The coach and his new captain had three conversations prior to Hansen going public with his anointment. You can only imagine they were not complicated. One took place in the wake of the World Cup victory in England, a second prior to Christmas back in Christchurch, and the final one soon after in the new year.
‘I guess it had to fall on someone,’ says Read with a shrug, demonstrating the same unassuming manner of his predecessor. ‘This All Blacks team is going to go out there and perform to a high standard. The expectation is that they are going to win, and we will certainly aim to do that. It is a huge honour; I am super stoked, really privileged and humbled to be given that role. It’s nothing to take lightly, and I have got to step up. But I guess we will get to that a bit later in the year.’

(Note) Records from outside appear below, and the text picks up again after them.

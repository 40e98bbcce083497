use rust_decimal::Decimal;
use uuid::Uuid;
use validator::ValidationError;

const CGPA_SCALE_MAX: Decimal = Decimal::TEN;

/// CGPA values are on a 0-10 scale.
pub fn validate_cgpa(value: &Decimal) -> Result<(), ValidationError> {
    if value.is_sign_negative() || *value > CGPA_SCALE_MAX {
        return Err(ValidationError::new("cgpa_out_of_range"));
    }
    Ok(())
}

pub fn validate_no_blank_entries(values: &[String]) -> Result<(), ValidationError> {
    if values.iter().any(|v| v.trim().is_empty()) {
        return Err(ValidationError::new("blank_entry"));
    }
    Ok(())
}

/// Every entry must be a UUID. A typo fails the whole list instead of being dropped.
pub fn validate_uuid_entries(values: &[String]) -> Result<(), ValidationError> {
    if values.iter().any(|v| Uuid::parse_str(v.trim()).is_err()) {
        return Err(ValidationError::new("invalid_id"));
    }
    Ok(())
}

#[cfg(test)]
mod tests {
    use super::*;

    fn dec(value: &str) -> Decimal {
        value.parse().unwrap()
    }

    #[test]
    fn cgpa_bounds() {
        assert!(validate_cgpa(&dec("8.5")).is_ok());
        assert!(validate_cgpa(&dec("0")).is_ok());
        assert!(validate_cgpa(&dec("10.01")).is_err());
        assert!(validate_cgpa(&dec("-1")).is_err());
    }

    #[test]
    fn blank_entries_rejected() {
        assert!(validate_no_blank_entries(&["Pune".to_string()]).is_ok());
        assert!(validate_no_blank_entries(&["Pune".to_string(), " ".to_string()]).is_err());
    }

    #[test]
    fn id_lists_reject_any_bad_entry() {
        let good = Uuid::new_v4().to_string();
        assert!(validate_uuid_entries(&[]).is_ok());
        assert!(validate_uuid_entries(&[good.clone()]).is_ok());
        assert!(validate_uuid_entries(&[good, "not-a-uuid".to_string()]).is_err());
    }
}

Interestingly, Read was in no mood to give up the Crusaders leadership, as McCaw did over the latter part of his All Blacks reign. Perhaps he sensed the importance of this Todd Blackadder farewell season; perhaps it was the need to re-establish culture in the wake of the departures of McCaw and Carter.
‘I feel that the best way I can add to this team at the Crusaders right now is to be captaining the side,’ he said at the start of the season. ‘I can really grow the young guys and I want to give back to the players who are around.’
In terms of the All Blacks job, it was an easy decision for Hansen for the simple reason that it was really no decision at all. The plan had been put in place as far back as 2012 when Read first captained the All Blacks on their northern tour. He had been McCaw’s lieutenant ever since, and is such a similar character, thinker, player and leader that the transition is expected to be all but seamless in June when the All Blacks host Wales three times in their first Tests as back-to-back world champions.
‘I love being captain and I get a good kick out of it,’ Read says. ‘There is extra motivation if you are captain, but hopefully that doesn’t change my game too much.
‘You get so much out of it,’ he adds. ‘It’s not just playing a game of rugby. There is so much at stake for what this team means to so many people. The buzz you get out of it every time is huge. For me, it’s pretty easy to get up for it. We want to continually be at the top.’
Let’s make one thing clear: Read is no Richie McCaw clone. He is his own man. With his own personality. Yes, there are a lot of similarities with the great man in the way they carry themselves, on and off the field, the way they approach their craft and in their attitudes around leadership. But this will very much be the Read era, rather than a continuation of the McCaw one.
Hansen has already said he will be empowering his new group of leaders in the All Blacks.
‘The message is that it is our time,’ says Hansen. ‘We have to play like world champions and it’s important that, just because we are losing great players, you don’t expect the next man to be like the one he is replacing. It is Reado’s turn to show what he can do as captain.’
As is the All Blacks way, he will have no shortage of support. The new leadership group contains, as well as the new skip, Dane Coles, Brodie Retallick, Sam Whitelock, Sam Cane, Jerome Kaino, Aaron Smith, Aaron Cruden, Beauden Barrett and Ben Smith.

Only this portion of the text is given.